- **PROBLEM TO WORK ON**
Lift out each line of the data that holds "ValidationResult".
____________________
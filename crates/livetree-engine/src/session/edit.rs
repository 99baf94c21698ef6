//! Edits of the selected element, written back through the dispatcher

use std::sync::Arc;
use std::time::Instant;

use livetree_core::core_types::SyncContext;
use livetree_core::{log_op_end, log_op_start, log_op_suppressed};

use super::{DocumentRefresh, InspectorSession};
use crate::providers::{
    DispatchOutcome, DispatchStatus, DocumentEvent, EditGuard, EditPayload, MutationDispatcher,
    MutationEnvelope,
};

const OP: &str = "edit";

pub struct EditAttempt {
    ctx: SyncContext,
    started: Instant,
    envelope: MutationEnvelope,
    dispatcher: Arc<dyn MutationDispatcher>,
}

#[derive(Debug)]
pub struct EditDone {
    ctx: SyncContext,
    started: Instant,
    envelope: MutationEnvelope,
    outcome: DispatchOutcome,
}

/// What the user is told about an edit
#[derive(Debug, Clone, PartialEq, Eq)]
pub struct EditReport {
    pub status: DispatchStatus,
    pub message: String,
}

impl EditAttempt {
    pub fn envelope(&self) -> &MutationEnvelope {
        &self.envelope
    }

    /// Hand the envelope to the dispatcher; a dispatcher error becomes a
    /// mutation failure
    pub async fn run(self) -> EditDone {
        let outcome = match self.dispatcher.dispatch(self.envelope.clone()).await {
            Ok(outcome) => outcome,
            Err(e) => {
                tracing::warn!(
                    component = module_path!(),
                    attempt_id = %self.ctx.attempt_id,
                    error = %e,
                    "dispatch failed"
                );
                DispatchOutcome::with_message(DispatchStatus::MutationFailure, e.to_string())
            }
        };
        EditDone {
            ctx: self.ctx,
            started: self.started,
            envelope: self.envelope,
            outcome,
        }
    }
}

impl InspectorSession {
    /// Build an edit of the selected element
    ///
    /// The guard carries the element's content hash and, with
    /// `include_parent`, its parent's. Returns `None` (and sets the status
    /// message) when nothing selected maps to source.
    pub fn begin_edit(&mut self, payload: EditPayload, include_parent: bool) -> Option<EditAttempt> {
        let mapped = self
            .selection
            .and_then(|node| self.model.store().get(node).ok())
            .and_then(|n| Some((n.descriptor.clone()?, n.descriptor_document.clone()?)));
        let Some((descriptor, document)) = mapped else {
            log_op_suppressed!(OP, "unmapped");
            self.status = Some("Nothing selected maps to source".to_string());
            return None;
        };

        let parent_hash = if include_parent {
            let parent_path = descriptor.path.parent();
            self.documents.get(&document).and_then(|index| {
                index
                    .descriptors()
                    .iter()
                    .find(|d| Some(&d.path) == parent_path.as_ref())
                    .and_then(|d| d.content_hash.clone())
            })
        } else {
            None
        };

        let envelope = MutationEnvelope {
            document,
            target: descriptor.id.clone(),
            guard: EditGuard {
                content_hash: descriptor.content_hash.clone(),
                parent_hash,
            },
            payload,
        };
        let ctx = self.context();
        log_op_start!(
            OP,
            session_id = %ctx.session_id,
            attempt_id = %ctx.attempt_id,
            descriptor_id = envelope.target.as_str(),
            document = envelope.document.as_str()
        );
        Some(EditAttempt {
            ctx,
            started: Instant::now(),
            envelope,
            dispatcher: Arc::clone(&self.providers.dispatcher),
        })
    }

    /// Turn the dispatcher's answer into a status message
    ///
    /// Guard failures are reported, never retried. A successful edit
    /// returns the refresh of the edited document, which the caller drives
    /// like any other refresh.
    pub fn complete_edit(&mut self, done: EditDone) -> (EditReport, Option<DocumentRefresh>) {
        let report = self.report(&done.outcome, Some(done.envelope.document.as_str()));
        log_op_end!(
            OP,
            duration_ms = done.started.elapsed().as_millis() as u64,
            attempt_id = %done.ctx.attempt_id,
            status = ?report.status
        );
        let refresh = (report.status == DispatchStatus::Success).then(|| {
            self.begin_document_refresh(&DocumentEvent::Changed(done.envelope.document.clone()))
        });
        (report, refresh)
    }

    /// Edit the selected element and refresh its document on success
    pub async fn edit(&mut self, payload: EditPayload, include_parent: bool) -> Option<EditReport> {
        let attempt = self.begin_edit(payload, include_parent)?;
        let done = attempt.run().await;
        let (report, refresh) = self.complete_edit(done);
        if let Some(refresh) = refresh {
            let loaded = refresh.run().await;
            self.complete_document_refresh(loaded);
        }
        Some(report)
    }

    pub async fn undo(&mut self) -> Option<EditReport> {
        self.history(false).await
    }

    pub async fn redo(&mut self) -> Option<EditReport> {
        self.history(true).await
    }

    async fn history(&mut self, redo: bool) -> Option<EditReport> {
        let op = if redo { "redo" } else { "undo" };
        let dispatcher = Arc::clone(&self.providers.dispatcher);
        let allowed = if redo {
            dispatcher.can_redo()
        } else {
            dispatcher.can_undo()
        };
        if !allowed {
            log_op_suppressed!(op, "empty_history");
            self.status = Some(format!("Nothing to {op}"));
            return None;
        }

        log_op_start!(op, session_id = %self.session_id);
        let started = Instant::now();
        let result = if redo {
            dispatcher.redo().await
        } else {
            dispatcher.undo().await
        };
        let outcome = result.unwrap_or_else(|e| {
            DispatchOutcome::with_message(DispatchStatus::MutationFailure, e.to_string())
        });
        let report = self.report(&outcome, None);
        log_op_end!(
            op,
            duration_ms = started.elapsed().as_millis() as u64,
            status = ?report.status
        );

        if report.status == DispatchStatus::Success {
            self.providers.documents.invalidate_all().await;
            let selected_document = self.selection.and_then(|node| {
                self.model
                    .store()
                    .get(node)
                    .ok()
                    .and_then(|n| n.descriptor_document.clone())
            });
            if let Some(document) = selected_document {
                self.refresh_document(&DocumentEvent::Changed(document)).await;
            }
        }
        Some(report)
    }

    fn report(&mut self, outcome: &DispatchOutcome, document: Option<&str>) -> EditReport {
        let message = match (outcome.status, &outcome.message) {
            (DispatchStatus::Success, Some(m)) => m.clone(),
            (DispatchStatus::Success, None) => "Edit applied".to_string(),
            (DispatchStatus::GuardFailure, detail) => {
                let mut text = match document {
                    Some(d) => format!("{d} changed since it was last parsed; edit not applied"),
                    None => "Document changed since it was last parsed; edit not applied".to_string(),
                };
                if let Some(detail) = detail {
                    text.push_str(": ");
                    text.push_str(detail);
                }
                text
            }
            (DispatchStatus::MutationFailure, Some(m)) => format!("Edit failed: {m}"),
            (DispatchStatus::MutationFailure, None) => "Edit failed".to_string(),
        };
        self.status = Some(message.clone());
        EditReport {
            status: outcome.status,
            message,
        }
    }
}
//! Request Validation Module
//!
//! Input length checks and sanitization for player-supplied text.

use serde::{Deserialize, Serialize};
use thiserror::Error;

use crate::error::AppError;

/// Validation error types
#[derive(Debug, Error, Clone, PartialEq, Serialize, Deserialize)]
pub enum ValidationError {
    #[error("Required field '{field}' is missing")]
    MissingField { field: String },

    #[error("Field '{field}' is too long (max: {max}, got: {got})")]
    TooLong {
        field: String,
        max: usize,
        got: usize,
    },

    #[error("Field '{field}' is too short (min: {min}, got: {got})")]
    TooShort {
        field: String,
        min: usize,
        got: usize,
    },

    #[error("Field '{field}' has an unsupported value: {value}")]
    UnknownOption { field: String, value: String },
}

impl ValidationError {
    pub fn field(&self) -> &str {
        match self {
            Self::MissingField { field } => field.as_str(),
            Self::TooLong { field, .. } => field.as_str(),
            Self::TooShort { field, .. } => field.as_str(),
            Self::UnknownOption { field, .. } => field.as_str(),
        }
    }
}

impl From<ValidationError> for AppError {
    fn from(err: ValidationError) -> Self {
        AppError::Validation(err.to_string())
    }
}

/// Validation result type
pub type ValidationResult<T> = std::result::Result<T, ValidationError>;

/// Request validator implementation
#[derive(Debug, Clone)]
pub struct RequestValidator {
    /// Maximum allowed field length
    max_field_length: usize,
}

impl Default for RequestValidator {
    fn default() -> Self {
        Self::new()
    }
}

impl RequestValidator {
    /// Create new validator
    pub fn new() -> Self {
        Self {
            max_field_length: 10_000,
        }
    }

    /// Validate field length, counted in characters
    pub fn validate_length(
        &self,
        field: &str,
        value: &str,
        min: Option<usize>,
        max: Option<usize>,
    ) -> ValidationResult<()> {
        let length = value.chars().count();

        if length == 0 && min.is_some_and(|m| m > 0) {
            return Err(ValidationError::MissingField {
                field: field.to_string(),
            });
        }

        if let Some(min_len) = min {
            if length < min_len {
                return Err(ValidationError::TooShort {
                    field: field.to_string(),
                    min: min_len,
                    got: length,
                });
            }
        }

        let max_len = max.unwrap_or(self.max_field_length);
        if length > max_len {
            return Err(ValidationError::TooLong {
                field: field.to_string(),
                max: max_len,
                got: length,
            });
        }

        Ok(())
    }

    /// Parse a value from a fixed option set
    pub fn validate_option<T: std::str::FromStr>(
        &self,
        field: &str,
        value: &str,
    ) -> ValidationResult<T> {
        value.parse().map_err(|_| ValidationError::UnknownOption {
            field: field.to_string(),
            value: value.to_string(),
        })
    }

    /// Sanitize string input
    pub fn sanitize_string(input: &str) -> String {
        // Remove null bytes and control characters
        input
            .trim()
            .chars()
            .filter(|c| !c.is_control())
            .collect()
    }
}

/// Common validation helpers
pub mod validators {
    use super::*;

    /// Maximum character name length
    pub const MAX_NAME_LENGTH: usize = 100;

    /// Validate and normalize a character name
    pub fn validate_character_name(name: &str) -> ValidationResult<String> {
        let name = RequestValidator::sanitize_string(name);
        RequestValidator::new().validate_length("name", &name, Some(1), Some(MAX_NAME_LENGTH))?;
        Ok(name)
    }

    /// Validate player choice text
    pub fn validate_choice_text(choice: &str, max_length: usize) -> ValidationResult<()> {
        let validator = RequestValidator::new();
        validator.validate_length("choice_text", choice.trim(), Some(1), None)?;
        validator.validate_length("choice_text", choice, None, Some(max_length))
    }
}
____________________
- **RESPONSE BELOW**
pub type ValidationResult<T> = std::result::Result<T, ValidationError>;
    ) -> ValidationResult<()> {
    ) -> ValidationResult<T> {
    pub fn validate_character_name(name: &str) -> ValidationResult<String> {
    pub fn validate_choice_text(choice: &str, max_length: usize) -> ValidationResult<()> {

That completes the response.